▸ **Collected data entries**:
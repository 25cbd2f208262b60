//! Display-side formatting.
//!
//! The only place currency and percentage rounding happens. Everything
//! upstream stays unrounded so the five cost components never accumulate
//! rounding error.

use serde::Serialize;

use crate::Recommendation;

/// Whole rupees with thousands separators: `45000.0` → `"₹45,000"`.
///
/// Matches the original rendering (truncation toward zero, not rounding).
pub fn format_rupees(amount: f64) -> String {
    let truncated = amount.trunc() as i64;
    let negative = truncated < 0;
    let digits = truncated.unsigned_abs().to_string();

    let mut grouped = String::with_capacity(digits.len() + digits.len() / 3 + 2);
    let offset = digits.len() % 3;
    for (i, c) in digits.chars().enumerate() {
        if i > 0 && (i + 3 - offset) % 3 == 0 {
            grouped.push(',');
        }
        grouped.push(c);
    }

    if negative {
        format!("-₹{grouped}")
    } else {
        format!("₹{grouped}")
    }
}

/// Two-decimal percentage: `122.2222…` → `"122.22%"`.
pub fn format_percent(value: f64) -> String {
    format!("{value:.2}%")
}

/// One slice of the cost-breakdown chart.
#[derive(Debug, Clone, PartialEq, Serialize)]
pub struct CostBreakdownRow {
    pub label: &'static str,
    pub amount: f64,
}

/// Pre-formatted rendering of one recommendation.
#[derive(Debug, Clone, PartialEq, Serialize)]
pub struct RecommendationSummary {
    pub crop_name: String,
    pub description: String,
    pub total_investment: String,
    pub expected_revenue: String,
    pub net_profit: String,
    pub roi: String,
    /// Base cost plus applied surcharges, zero-amount rows skipped.
    pub cost_breakdown: Vec<CostBreakdownRow>,
}

impl RecommendationSummary {
    pub fn from_recommendation(rec: &Recommendation) -> Self {
        let e = &rec.economics;

        let all_rows = [
            CostBreakdownRow { label: "Base Cost", amount: e.base_cost },
            CostBreakdownRow { label: "Labor", amount: e.labor_cost },
            CostBreakdownRow { label: "Fertilizers", amount: e.fertilizer_cost },
            CostBreakdownRow { label: "Irrigation", amount: e.irrigation_cost },
            CostBreakdownRow { label: "Misc", amount: e.misc_cost },
        ];
        let cost_breakdown = all_rows
            .into_iter()
            .filter(|row| row.amount > 0.0)
            .collect();

        Self {
            crop_name: rec.crop.display_name(),
            description: rec.description.clone(),
            total_investment: format_rupees(e.total_cost),
            expected_revenue: format_rupees(e.revenue),
            net_profit: format_rupees(e.profit),
            roi: format_percent(e.roi_percent),
            cost_breakdown,
        }
    }
}

#[cfg(test)]
mod tests {
    use super::*;
    use krishiguru_core::{CropId, Farm, FeatureVector, Region, SubmissionId};
    use krishiguru_economics::CostModel;

    #[test]
    fn rupee_formatting_groups_thousands() {
        assert_eq!(format_rupees(0.0), "₹0");
        assert_eq!(format_rupees(999.0), "₹999");
        assert_eq!(format_rupees(45000.0), "₹45,000");
        assert_eq!(format_rupees(100000.0), "₹100,000");
        assert_eq!(format_rupees(1234567.0), "₹1,234,567");
    }

    #[test]
    fn rupee_formatting_truncates_and_signs() {
        assert_eq!(format_rupees(1234.99), "₹1,234");
        assert_eq!(format_rupees(-55000.5), "-₹55,000");
    }

    #[test]
    fn percent_formatting_rounds_to_two_decimals() {
        assert_eq!(format_percent(122.22222), "122.22%");
        assert_eq!(format_percent(-8.5), "-8.50%");
    }

    #[test]
    fn summary_skips_zero_surcharge_rows() {
        let advisor = crate::Advisor::rule_based();
        let submission = crate::Submission::new(
            FeatureVector::new(120.0, 10.0, 10.0, 32.0, 80.0, 6.5, 80.0).unwrap(),
            Farm::new(2.0, Region::East).unwrap(),
            CostModel::LaborOnly,
        );
        let rec = advisor.recommend(&submission).unwrap();
        let summary = RecommendationSummary::from_recommendation(&rec);

        assert_eq!(summary.crop_name, "Rice");
        let labels: Vec<&str> = summary.cost_breakdown.iter().map(|r| r.label).collect();
        assert_eq!(labels, ["Base Cost", "Labor"]);
        assert_eq!(summary.total_investment, "₹36,000");
    }

    #[test]
    fn summary_renders_reference_scenario() {
        let advisor = crate::Advisor::rule_based();
        let submission = crate::Submission::new(
            FeatureVector::new(120.0, 10.0, 10.0, 32.0, 80.0, 6.5, 80.0).unwrap(),
            Farm::new(2.0, Region::East).unwrap(),
            CostModel::FiveComponent,
        );
        let rec = advisor.recommend(&submission).unwrap();
        let summary = RecommendationSummary::from_recommendation(&rec);

        assert_eq!(summary.total_investment, "₹45,000");
        assert_eq!(summary.expected_revenue, "₹100,000");
        assert_eq!(summary.net_profit, "₹55,000");
        assert_eq!(summary.roi, "122.22%");
        assert_eq!(summary.cost_breakdown.len(), 5);
    }

    #[test]
    fn summary_serializes_for_presentation() {
        let rec = Recommendation {
            submission_id: SubmissionId::new(),
            crop: CropId::new("rice"),
            description: "desc".to_string(),
            economics: krishiguru_economics::compute(
                &krishiguru_catalog::CropReference::new("rice", 15000.0, 20.0, 2500.0, "desc"),
                2.0,
                CostModel::FiveComponent,
            )
            .unwrap(),
            generated_at: chrono::Utc::now(),
        };
        let summary = RecommendationSummary::from_recommendation(&rec);
        let json = serde_json::to_value(&summary).unwrap();
        assert_eq!(json["roi"], "122.22%");
    }
}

▸ **WHAT IS REQUIRED**:
Extract each line holding the word "CropId" from the records.

▸ **EXERCISE RESULT**:
    use krishiguru_core::{CropId, Farm, FeatureVector, Region, SubmissionId};
            crop: CropId::new("rice"),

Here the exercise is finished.